1. Appropriate-sized Phillips screwdrivers.
2. Some type of very pure alcohol--95%, or bettter. Ethyl Alcohol ("Everclear" from a liquor store) may be the best choice for most non-pros. Old-fashioned Tape head cleaner is mentioned favorably, too--it's hard to obtain these days, though. If you must use a solvent, acetone is my favorite--it's really pure and evaporates really quickly. (I'd avoid solvents, though--they may hurt the circuit board or electronics. (Electronics jargon: PCB--printed circuit board)
2. A clean (new) toothbrush--or, better yet--a special brush, intended for cleaning from a hardware store. (These tend to be from China and are in sets of three--you need the brush with the nylon bristles, of course.) Why not both the toothbrush and the better hardware store brushes?!
3. Compressed air can.
4. Alternately, A techie friend, relative, or teen--knowledgeable with fixing PCs, TVs, phones, tablets, consumer electronics, or circuit boards--if practical. (Often, "gamer" whiz-kids qualify.)
Removing the console from the machine:
Use jar lids, small saucers, etc. to keep identical screws and fasteners together and intact--corralled! (Also, they actually might not lodge into your bare feet later!) Plates or smaller plastic containers, etc. will help you to corral the plastic parts--front/back plates, bezel, etc.
1. Unplug the power cord/power block from the console. (An aside: The power block (technically (and, fittingly) called a "rectifier") changes your wall's alternating AC voltage current to a far weaker "straightened" continuous DC current and voltage. Circuitry generally requires such weak DC power. Such circuitry naturally proves quite delicate and also really sensitive to static electricity. (Thus, the need for grounding oneself.) The need for DC current indicates why you see so many of these blocks prove necessary for electronics--if such a block is not necessary outside such devices, internal circuitry likely must achieve the same results.)

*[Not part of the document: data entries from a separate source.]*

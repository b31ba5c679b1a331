//! Constantes del motor: versión, callbacks de botones y defaults.

/// Versión lógica del motor (entra en el hash de definición).
pub const ENGINE_VERSION: &str = "convoflow-core/0.1";

// Datos de callback de los botones estándar. El transporte los devuelve
// tal cual en `ChatEventKind::Button`.
pub const CB_YES: &str = "yes";
pub const CB_NO: &str = "no";
pub const CB_CONFIRM: &str = "confirm";
pub const CB_NEXT: &str = "next";
pub const CB_PREV: &str = "prev";
pub const CB_DONE: &str = "done";
pub const CB_FINISH: &str = "finish";
/// Prefijo de toggles de `Choice`: `opt:<índice de opción>`.
pub const CB_OPT_PREFIX: &str = "opt:";

/// Valores persistidos por pasos `YesNo`.
pub const ANSWER_YES: &str = "Yes";
pub const ANSWER_NO: &str = "No";

/// Separador del valor conjunto de una selección múltiple.
pub const CHOICE_JOIN: &str = "; ";

/// Preguntas a generar cuando `metadata.num_questions` no viene.
pub const DEFAULT_NUM_QUESTIONS: u32 = 3;

/// TTL de inactividad para sesiones con captura armada (sin política en el
/// sistema de referencia; aquí es explícito y configurable).
pub const DEFAULT_IDLE_TTL_SECS: i64 = 86_400;
pub const IDLE_TTL_ENV: &str = "CONVO_IDLE_TTL_SECS";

2. Unscrew the console from the top tube. (Larger screws here.)
3. Undo the connectors of the wires (three, I believe--two are associated with heart-rate monitoring) connected to the console. Keep track of the wires--if necessary, tape them to the outside--on the sides analogous to original connection. Don't touch any parts of the circuit boards or LED screen at this point.
Dealing with the circuit board.
1. Find a place featuring clean hard-surface flooring (a clean kitchen counter top or a clean good table). Try to avoid carpet. If necessary, obtain an anti-static wrist strap--if pressed for a better environment, as described--waiting a few days from an online vendor like amazon, newegg, or tigerdirect may prove a good idea. (Radioshack may still have these, too.)
2. Ground yourself (and, the optional wrist strap) by touching the middle screw of a nearby electrical outlet--or touch a metal plumbing fixture. Alternately, if you have a plugged in desktop PC nearby (and have turned if off), touch a mounting screw for its power supply. Probably, something large and metal will do, as well. It's a very good idea to re-ground yourself often when fooling with the boards and other electronics (LCD/LED screen).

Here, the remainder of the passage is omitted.